Business and Strategy Podcasts
The DIY Musician Podcast from CD Baby has been a reliable resource for independent artists for years. It covers distribution, marketing, royalties, and career strategy with a genuine indie perspective. Episodes are typically 30-45 minutes and consistently deliver actionable advice.
The Music Industry Blueprint podcast approaches the business side from a data-driven angle. Episodes on streaming economics, social media strategy, and direct-to-fan sales are particularly strong. The host's background in both music and business consulting gives insights that pure musicians or pure business types miss.
And Then We Wrote is a UK-focused podcast covering songwriting and publishing from a working songwriter's perspective. The guests are working professionals rather than celebrities, which makes the advice more applicable to emerging artists navigating the UK industry specifically.
Creative Process and Production Podcasts
Tape Notes is exceptional — each episode features a producer or engineer breaking down exactly how a specific track was made. The technical detail is deep enough for producers to learn from while remaining accessible to non-technical listeners. Hearing the creative decisions behind records you love is endlessly illuminating.
Song Exploder takes a similar approach but from the artist's perspective. Each episode has the artist deconstructing their own song, explaining the inspiration, the creative choices, and the production decisions that shaped the final result. It's consistently one of the most thoughtful and engaging music podcasts available.
Broken Record, hosted by Rick Rubin, Malcolm Gladwell, and Bruce Headlam, offers long-form conversations with artists about their creative lives. The discussions go deeper than typical interview podcasts, exploring the philosophies, habits, and perspectives that drive artistic creation.
Analysis and Music Theory Podcasts
Dissect is the gold standard for deep music analysis. Each season dedicates multiple episodes to a single album, examining it track by track with extraordinary attention to lyrical, musical, and cultural detail. The analysis is rigorous without being academic, making music theory and cultural criticism genuinely engaging.
Switched On Pop bridges musicology and pop culture, using music theory to explain why specific songs work. Understanding the harmonic, melodic, and rhythmic choices behind hit songs is invaluable for songwriters who want to develop their craft with intention rather than instinct alone.
Stronger Songs is specifically focused on songwriting technique. Each episode analyses what makes a specific song effective, breaking down structure, melody, harmony, and lyrics in a way that gives working songwriters concrete tools for their own writing.
YouTube Channels That Complement Podcast Listening
Andrew Huang's YouTube channel is a production education masterclass disguised as entertainment. His production challenges, tutorials, and explorations of unconventional sound sources are both entertaining and genuinely instructive.

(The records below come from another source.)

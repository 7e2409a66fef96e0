//! LINE Messaging API channel support.
//!
//! Webhook payload types, `X-Line-Signature` verification, and an HTTP client
//! for downloading message content and sending replies.

pub mod client;
pub mod error;
pub mod event;
pub mod signature;

pub use {
    client::{ImageSource, LineClient, MessagingApi},
    error::{Error, Result},
    event::{Event, Message, MessageEvent, WebhookPayload},
    signature::{SIGNATURE_HEADER, verify_signature},
};
/// Config schema types (server, LINE channel, model, preprocessing, replies).
use std::path::PathBuf;

use {
    secrecy::{ExposeSecret, Secret},
    serde::{Deserialize, Serialize},
};

/// Root configuration.
#[derive(Debug, Clone, Default, Serialize, Deserialize)]
#[serde(default)]
pub struct DigitbotConfig {
    pub server: ServerConfig,
    pub line: LineConfig,
    pub model: ModelConfig,
    pub preprocess: PreprocessConfig,
    pub replies: RepliesConfig,
}

/// Webhook server configuration.
#[derive(Debug, Clone, Serialize, Deserialize)]
#[serde(default)]
pub struct ServerConfig {
    /// Address to bind to. Defaults to "0.0.0.0" so the platform can reach it.
    pub bind: String,
    /// Port to listen on. Defaults to 5000.
    pub port: u16,
}

impl Default for ServerConfig {
    fn default() -> Self {
        Self {
            bind: "0.0.0.0".into(),
            port: 5000,
        }
    }
}

/// LINE Messaging API channel credentials and endpoints.
#[derive(Clone, Serialize, Deserialize)]
#[serde(default)]
pub struct LineConfig {
    /// Long-lived channel access token used as bearer auth.
    #[serde(
        skip_serializing_if = "Option::is_none",
        serialize_with = "serialize_redacted"
    )]
    pub channel_access_token: Option<Secret<String>>,

    /// Channel secret used to verify `X-Line-Signature`.
    #[serde(
        skip_serializing_if = "Option::is_none",
        serialize_with = "serialize_redacted"
    )]
    pub channel_secret: Option<Secret<String>>,

    /// Base URL of the messaging API (replies).
    pub api_base: String,

    /// Base URL of the data API (message content).
    pub data_api_base: String,

    /// Largest message content accepted for download, in bytes.
    pub max_content_bytes: usize,

    /// Timeout for each platform HTTP request, in seconds.
    pub timeout_secs: u64,
}

impl std::fmt::Debug for LineConfig {
    fn fmt(&self, f: &mut std::fmt::Formatter<'_>) -> std::fmt::Result {
        f.debug_struct("LineConfig")
            .field(
                "channel_access_token",
                &self.channel_access_token.as_ref().map(|_| "[REDACTED]"),
            )
            .field(
                "channel_secret",
                &self.channel_secret.as_ref().map(|_| "[REDACTED]"),
            )
            .field("api_base", &self.api_base)
            .field("data_api_base", &self.data_api_base)
            .field("max_content_bytes", &self.max_content_bytes)
            .field("timeout_secs", &self.timeout_secs)
            .finish()
    }
}

impl Default for LineConfig {
    fn default() -> Self {
        Self {
            channel_access_token: None,
            channel_secret: None,
            api_base: "https://api.line.me".into(),
            data_api_base: "https://api-data.line.me".into(),
            max_content_bytes: 10 * 1024 * 1024,
            timeout_secs: 30,
        }
    }
}

impl LineConfig {
    /// Both credentials are present and non-empty.
    pub fn has_credentials(&self) -> bool {
        let present = |s: &Option<Secret<String>>| {
            s.as_ref()
                .is_some_and(|s| !s.expose_secret().trim().is_empty())
        };
        present(&self.channel_access_token) && present(&self.channel_secret)
    }
}

/// Exported digit model.
#[derive(Debug, Clone, Serialize, Deserialize)]
#[serde(default)]
pub struct ModelConfig {
    /// Path to the ONNX model file.
    pub path: PathBuf,
    /// Intra-op threads for the inference runtime. `0` lets the runtime decide.
    pub intra_threads: usize,
}

impl Default for ModelConfig {
    fn default() -> Self {
        Self {
            path: PathBuf::from("models/digit_recognizer.onnx"),
            intra_threads: 1,
        }
    }
}

/// Resampling filter used when shrinking images to the model input size.
#[derive(Debug, Clone, Copy, Default, PartialEq, Eq, Serialize, Deserialize)]
#[serde(rename_all = "snake_case")]
pub enum ResizeFilter {
    Nearest,
    Triangle,
    /// Bicubic.
    #[default]
    CatmullRom,
    Gaussian,
    Lanczos3,
}

/// Image preprocessing options.
#[derive(Debug, Clone, Default, Serialize, Deserialize)]
#[serde(default)]
pub struct PreprocessConfig {
    pub filter: ResizeFilter,
    /// Map each normalized pixel `v` to `1 - v` (dark ink on light paper).
    pub invert: bool,
}

/// Reply texts sent back to users.
#[derive(Debug, Clone, Serialize, Deserialize)]
#[serde(default)]
pub struct RepliesConfig {
    /// Reply to any text message.
    pub text_prompt: String,
    /// Reply with the prediction. `{digit}` and `{confidence}` are substituted.
    pub result: String,
    /// Reply when the image could not be fetched, decoded or classified.
    pub failure: String,
}

impl Default for RepliesConfig {
    fn default() -> Self {
        Self {
            text_prompt: "請傳送一張手寫數字圖片！".into(),
            result: "辨識結果：{digit}".into(),
            failure: "圖片處理失敗，請再試一次。".into(),
        }
    }
}

impl RepliesConfig {
    /// Render the result template for a digit and a whole-percent confidence.
    pub fn render_result(&self, digit: u8, confidence_percent: u32) -> String {
        self.result
            .replace("{digit}", &digit.to_string())
            .replace("{confidence}", &format!("{confidence_percent}%"))
    }
}

fn serialize_redacted<S: serde::Serializer>(
    secret: &Option<Secret<String>>,
    serializer: S,
) -> Result<S::Ok, S::Error> {
    match secret {
        Some(_) => serializer.serialize_some("[REDACTED]"),
        None => serializer.serialize_none(),
    }
}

His approach to music production as playful experimentation aligns perfectly with the bedroom producer ethos.
You Suck at Producing is the most entertaining production education on the internet. Despite the combative name, the tutorials are thorough, well-explained, and cover everything from basic synthesis to advanced mixing techniques. The humour makes dense technical content genuinely watchable.

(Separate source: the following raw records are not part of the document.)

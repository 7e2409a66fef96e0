use digitbot_common::FromMessage;

#[derive(Debug, thiserror::Error)]
pub enum Error {
    #[error(transparent)]
    Http(#[from] reqwest::Error),

    /// The platform answered with a non-success status.
    #[error("LINE API {operation} failed ({status}): {body}")]
    Api {
        operation: &'static str,
        status: reqwest::StatusCode,
        body: String,
    },

    #[error("message content too large: {size} bytes (limit {limit})")]
    ContentTooLarge { size: usize, limit: usize },

    #[error("invalid webhook payload: {0}")]
    Payload(#[from] serde_json::Error),

    #[error("{message}")]
    Message { message: String },
}

impl Error {
    #[must_use]
    pub fn message(message: impl Into<String>) -> Self {
        Self::Message {
            message: message.into(),
        }
    }
}

impl FromMessage for Error {
    fn from_message(message: String) -> Self {
        Self::Message { message }
    }
}

pub type Result<T> = std::result::Result<T, Error>;

digitbot_common::impl_context!();
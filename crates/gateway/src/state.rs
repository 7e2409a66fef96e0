use std::sync::Arc;

use secrecy::Secret;

use {
    digitbot_classifier::Classifier,
    digitbot_config::{PreprocessConfig, RepliesConfig},
    digitbot_line::MessagingApi,
};

/// Everything a request handler needs. Built once at startup and shared
/// read-only across requests.
pub struct GatewayState {
    pub version: String,
    /// Key for `X-Line-Signature` verification.
    pub channel_secret: Secret<String>,
    pub messaging: Arc<dyn MessagingApi>,
    pub classifier: Arc<dyn Classifier>,
    pub preprocess: PreprocessConfig,
    pub replies: RepliesConfig,
}

impl GatewayState {
    pub fn new(
        channel_secret: Secret<String>,
        messaging: Arc<dyn MessagingApi>,
        classifier: Arc<dyn Classifier>,
    ) -> Self {
        Self {
            version: env!("CARGO_PKG_VERSION").to_string(),
            channel_secret,
            messaging,
            classifier,
            preprocess: PreprocessConfig::default(),
            replies: RepliesConfig::default(),
        }
    }

    #[must_use]
    pub fn with_preprocess(mut self, preprocess: PreprocessConfig) -> Self {
        self.preprocess = preprocess;
        self
    }

    #[must_use]
    pub fn with_replies(mut self, replies: RepliesConfig) -> Self {
        self.replies = replies;
        self
    }
}
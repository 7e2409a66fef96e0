//! Image preprocessing: turn a received photo into the model's input tensor.

pub mod error;
pub mod preprocess;

pub use {
    error::{Error, Result},
    preprocess::{INPUT_SHAPE, INPUT_SIZE, ImageTensor, preprocess},
};
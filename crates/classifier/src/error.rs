use std::path::PathBuf;

#[derive(Debug, thiserror::Error)]
pub enum Error {
    #[error("model file not found: {}", path.display())]
    ModelNotFound { path: PathBuf },

    #[error("failed to load model {}: {message}", path.display())]
    Load { path: PathBuf, message: String },

    #[error("inference failed: {message}")]
    Inference { message: String },

    #[error("unexpected model output: {message}")]
    Output { message: String },
}

impl Error {
    #[must_use]
    pub fn inference(message: impl std::fmt::Display) -> Self {
        Self::Inference {
            message: message.to_string(),
        }
    }

    #[must_use]
    pub fn output(message: impl std::fmt::Display) -> Self {
        Self::Output {
            message: message.to_string(),
        }
    }
}

pub type Result<T> = std::result::Result<T, Error>;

In The Mix provides focused production tutorials that are among the most clearly explained on YouTube. Topics range from beginner (how to EQ vocals) to advanced (multiband compression for mastering), all delivered with a calm, patient teaching style that makes complex concepts accessible.
Building a Learning Habit That Sticks
The key to benefiting from music education podcasts is consistency, not volume. Listening to one episode per day on your commute — genuinely listening, not having it as background noise — will compound into significant knowledge over months. The artists who educate themselves systematically develop faster than those who learn sporadically.

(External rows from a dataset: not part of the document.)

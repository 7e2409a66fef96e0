//! `digitbot predict`: run local image files through the same preprocessing
//! and model the webhook uses.

use std::path::{Path, PathBuf};

use {anyhow::Result, clap::Args};

use {
    digitbot_classifier::{Classifier, OnnxClassifier},
    digitbot_common::Prediction,
    digitbot_config::PreprocessConfig,
};

use crate::Cli;

#[derive(Args)]
pub struct PredictArgs {
    /// Image files to classify.
    #[arg(required = true)]
    pub images: Vec<PathBuf>,

    /// Print one JSON object per image, including all class probabilities.
    #[arg(long)]
    pub json: bool,
}

pub async fn handle_predict(cli: &Cli, args: &PredictArgs) -> Result<()> {
    let config = cli.load_config()?.config;
    let model = config.model.clone();
    let classifier = tokio::task::spawn_blocking(move || OnnxClassifier::load(&model)).await??;

    let mut failures = 0usize;
    for path in &args.images {
        match classify_file(&classifier, path, &config.preprocess) {
            Ok(prediction) if args.json => {
                println!("{}", serde_json::json!({
                    "path": path.display().to_string(),
                    "digit": prediction.digit,
                    "confidence": prediction.confidence,
                    "probabilities": prediction.probabilities,
                }));
            },
            Ok(prediction) => println!("{}", format_line(path, &prediction)),
            Err(e) => {
                failures += 1;
                eprintln!("{}: error: {e:#}", path.display());
            },
        }
    }

    if failures > 0 {
        anyhow::bail!("{failures} of {} image(s) failed", args.images.len());
    }
    Ok(())
}

fn classify_file(
    classifier: &dyn Classifier,
    path: &Path,
    options: &PreprocessConfig,
) -> Result<Prediction> {
    let data = std::fs::read(path)?;
    let tensor = digitbot_media::preprocess(&data, options)?;
    Ok(classifier.classify(&tensor)?)
}

fn format_line(path: &Path, prediction: &Prediction) -> String {
    format!(
        "{}: {} ({:.1}%)",
        path.display(),
        prediction.digit,
        prediction.confidence * 100.0
    )
}
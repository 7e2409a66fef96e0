mod config_commands;
mod doctor_commands;
mod predict_commands;

use std::{path::PathBuf, sync::Arc};

use {
    anyhow::Context,
    clap::{Parser, Subcommand},
    tracing::{error, info, warn},
    tracing_subscriber::{EnvFilter, fmt, layer::SubscriberExt, util::SubscriberInitExt},
};

use {
    digitbot_classifier::OnnxClassifier,
    digitbot_config::{DigitbotConfig, LoadedConfig, Severity},
    digitbot_gateway::GatewayState,
    digitbot_line::LineClient,
};

#[derive(Parser)]
#[command(name = "digitbot", version, about = "digitbot: handwritten digit recognition for LINE")]
struct Cli {
    #[command(subcommand)]
    command: Option<Commands>,

    /// Log level (trace, debug, info, warn, error).
    #[arg(long, global = true, default_value = "info")]
    log_level: String,

    /// Output logs as JSON instead of human-readable.
    #[arg(long, global = true, default_value_t = false)]
    json_logs: bool,

    /// Config file (default: search ./ then ~/.config/digitbot/).
    #[arg(long, global = true, env = "DIGITBOT_CONFIG")]
    config: Option<PathBuf>,

    // Server arguments (used when no subcommand is provided, or with `serve`)
    /// Address to bind to (overrides config value).
    #[arg(long, global = true)]
    bind: Option<String>,
    /// Port to listen on (overrides config value).
    #[arg(long, global = true)]
    port: Option<u16>,
    /// Model file (overrides config value).
    #[arg(long, global = true)]
    model: Option<PathBuf>,
}

#[derive(Subcommand)]
enum Commands {
    /// Start the webhook server (default when no subcommand is provided).
    Serve,
    /// Classify local image files with the configured model.
    Predict(predict_commands::PredictArgs),
    /// Check configuration and model before deploying.
    Doctor,
    /// Configuration inspection.
    Config {
        #[command(subcommand)]
        action: config_commands::ConfigAction,
    },
}

impl Cli {
    /// Discover and load the config, then apply command-line overrides.
    fn load_config(&self) -> anyhow::Result<LoadedConfig> {
        let mut loaded = digitbot_config::discover_and_load(self.config.as_deref())?;
        self.apply_overrides(&mut loaded.config);
        Ok(loaded)
    }

    fn apply_overrides(&self, config: &mut DigitbotConfig) {
        if let Some(ref bind) = self.bind {
            config.server.bind = bind.clone();
        }
        if let Some(port) = self.port {
            config.server.port = port;
        }
        if let Some(ref model) = self.model {
            config.model.path = model.clone();
        }
    }
}

fn init_telemetry(cli: &Cli) {
    let filter =
        EnvFilter::try_from_default_env().unwrap_or_else(|_| EnvFilter::new(&cli.log_level));

    let registry = tracing_subscriber::registry().with(filter);

    if cli.json_logs {
        registry
            .with(fmt::layer().json().with_target(true).with_thread_ids(false))
            .init();
    } else {
        registry
            .with(
                fmt::layer()
                    .with_target(false)
                    .with_thread_ids(false)
                    .with_ansi(true),
            )
            .init();
    }
}

#[tokio::main]
async fn main() -> anyhow::Result<()> {
    dotenvy::dotenv().ok();
    let cli = Cli::parse();

    init_telemetry(&cli);

    match cli.command {
        // Default: start the server when no subcommand is provided
        None | Some(Commands::Serve) => serve(&cli).await,
        Some(Commands::Predict(ref args)) => predict_commands::handle_predict(&cli, args).await,
        Some(Commands::Doctor) => doctor_commands::handle_doctor(&cli).await,
        Some(Commands::Config { ref action }) => config_commands::handle_config(&cli, action),
    }
}

async fn serve(cli: &Cli) -> anyhow::Result<()> {
    info!(version = env!("CARGO_PKG_VERSION"), "digitbot starting");

    let loaded = cli.load_config()?;
    match loaded.path {
        Some(ref path) => info!(path = %path.display(), "loaded config"),
        None => info!("no config file found, using defaults and environment"),
    }
    let config = loaded.config;

    let result = digitbot_config::validate(&config, loaded.path.clone());
    for d in &result.diagnostics {
        match d.severity {
            Severity::Error => error!("{d}"),
            Severity::Warning => warn!("{d}"),
            Severity::Info => info!("{d}"),
        }
    }
    if result.has_errors() {
        anyhow::bail!(
            "configuration has {} error(s); run `digitbot doctor` for details",
            result.count(Severity::Error)
        );
    }

    let model = config.model.clone();
    let classifier = tokio::task::spawn_blocking(move || OnnxClassifier::load(&model))
        .await?
        .context("failed to load digit model")?;
    let messaging = LineClient::new(&config.line)?;
    let channel_secret = config
        .line
        .channel_secret
        .clone()
        .context("LINE channel secret is not configured")?;

    let state = GatewayState::new(channel_secret, Arc::new(messaging), Arc::new(classifier))
        .with_preprocess(config.preprocess.clone())
        .with_replies(config.replies.clone());

    digitbot_gateway::start_gateway(&config.server.bind, config.server.port, Arc::new(state)).await
}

Take notes. When you hear advice that resonates, write it down. When a production technique is explained, try it in your next session. The gap between learning and doing is where most people lose the benefit of educational content. Active application turns podcast listening into skill development.
Curate your feed around your current development needs. If you're struggling with mixing, prioritise production podcasts. If you're trying to understand the business side, focus on industry podcasts. You can always rotate your focus as your needs evolve. The goal is targeted development, not passive consumption.